As you can see, the “FollowFeed” elevates posts with clear, relatable and relevant content. So, it’s important to make sure your posts and articles are of utmost quality. Whether you’re a writer, videographer or photographer, put your content through the ringer before posting to make it as strong as it can be. Be sure all spelling mistakes are gone. Delete any redundant words or phrases. Most of all, create content that your readers will genuinely find valuable.

Because the overriding demographic of the platform is business professionals, content should be long form and meaningful. In a 2016 survey, over 3 million long form were posts written on LinkedIn, with over 1 million professional post publishers. So, consider how your company or business can be a thought leader using your own experiences, war stories and providing advice for others.

Aside from articles, it’s important to interact with others. According to Be the Square, “Because LinkedIn is rooted in social, the most important element of the platform is engagement. You must engage with other people to improve your ranking on LinkedIn. Liking and commenting on others’ blog posts and status updates will improve your ranking on the platform.”

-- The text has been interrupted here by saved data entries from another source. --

//! Weather-forecast tasks shared by the integration tests.

#![allow(dead_code)]

use graphflow_core::{Context, EndNode, Graphflow, Node, NodeError, NodeId, Outcome, StartNode, TaskState};

/// Reads `Sky` and answers YES when it is `"Cloudy"`.
#[derive(Default)]
pub struct IsTheSkyCloudy {
    state: TaskState,
}

impl Node for IsTheSkyCloudy {
    fn state(&self) -> &TaskState {
        &self.state
    }

    fn state_mut(&mut self) -> &mut TaskState {
        &mut self.state
    }

    fn name(&self) -> &str {
        "Is the sky cloudy?"
    }

    fn execute(&mut self, ctx: &mut Context) -> Result<(), NodeError> {
        let sky: String = ctx.get_as("Sky")?;
        self.set_outcome(if sky == "Cloudy" { Outcome::Yes } else { Outcome::No });
        Ok(())
    }
}

/// Sets `Forecast` to a fixed value.
pub struct SetForecast {
    state: TaskState,
    name: &'static str,
    forecast: &'static str,
}

impl SetForecast {
    pub fn new(name: &'static str, forecast: &'static str) -> Self {
        Self {
            state: TaskState::new(),
            name,
            forecast,
        }
    }
}

impl Node for SetForecast {
    fn state(&self) -> &TaskState {
        &self.state
    }

    fn state_mut(&mut self) -> &mut TaskState {
        &mut self.state
    }

    fn name(&self) -> &str {
        self.name
    }

    fn execute(&mut self, ctx: &mut Context) -> Result<(), NodeError> {
        ctx.set("Forecast", self.forecast);
        Ok(())
    }
}

/// Handles of the forecast graph.
pub struct Forecast {
    pub start: NodeId,
    pub cloudy: NodeId,
    pub fog: NodeId,
    pub rain: NodeId,
    pub sun: NodeId,
    pub end: NodeId,
}

/// Start -> cloudy? -YES-> rain -> End, -NO-> sun -> End.
///
/// `fog` is registered but left without edges.
pub fn forecast_graph() -> (Graphflow, Forecast) {
    let mut graph = Graphflow::new();
    let ids = Forecast {
        start: graph.add_node(StartNode::new()),
        cloudy: graph.add_node(IsTheSkyCloudy::default()),
        fog: graph.add_node(SetForecast::new("Forecast Fog", "Fog")),
        rain: graph.add_node(SetForecast::new("Forecast Rain", "Rain")),
        sun: graph.add_node(SetForecast::new("Forecast Sun", "Sun")),
        end: graph.add_node(EndNode::new()),
    };
    graph
        .add_edge(ids.start, Outcome::Always, ids.cloudy)
        .add_edge(ids.cloudy, Outcome::Yes, ids.rain)
        .add_edge(ids.cloudy, Outcome::No, ids.sun)
        .add_edge(ids.rain, Outcome::Always, ids.end)
        .add_edge(ids.sun, Outcome::Always, ids.end);
    (graph, ids)
}

pub fn sky(value: &str) -> Context {
    Context::new().with("Sky", value).with("Forecast", "")
}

3. Connect with Other Businesses

Don’t think of other businesses as “competitors” on Linked In. The more connections you can make, the more reach and influence you will have. According to MediaShift, “For some business-focused sites such as Forbes and, LinkedIn engagement is beginning to rival, or even surpass, their shares on Facebook.” In other words, this site isn’t just a place to scroll through news; it’s a highly engaging platform for businesses to connect with each other in meaningful ways.

So, find and follow your competitors. Befriend salespeople from other industries. Learn from one another, and share each other’s content. You never know where those newfound connections will take you, and your brand value will skyrocket.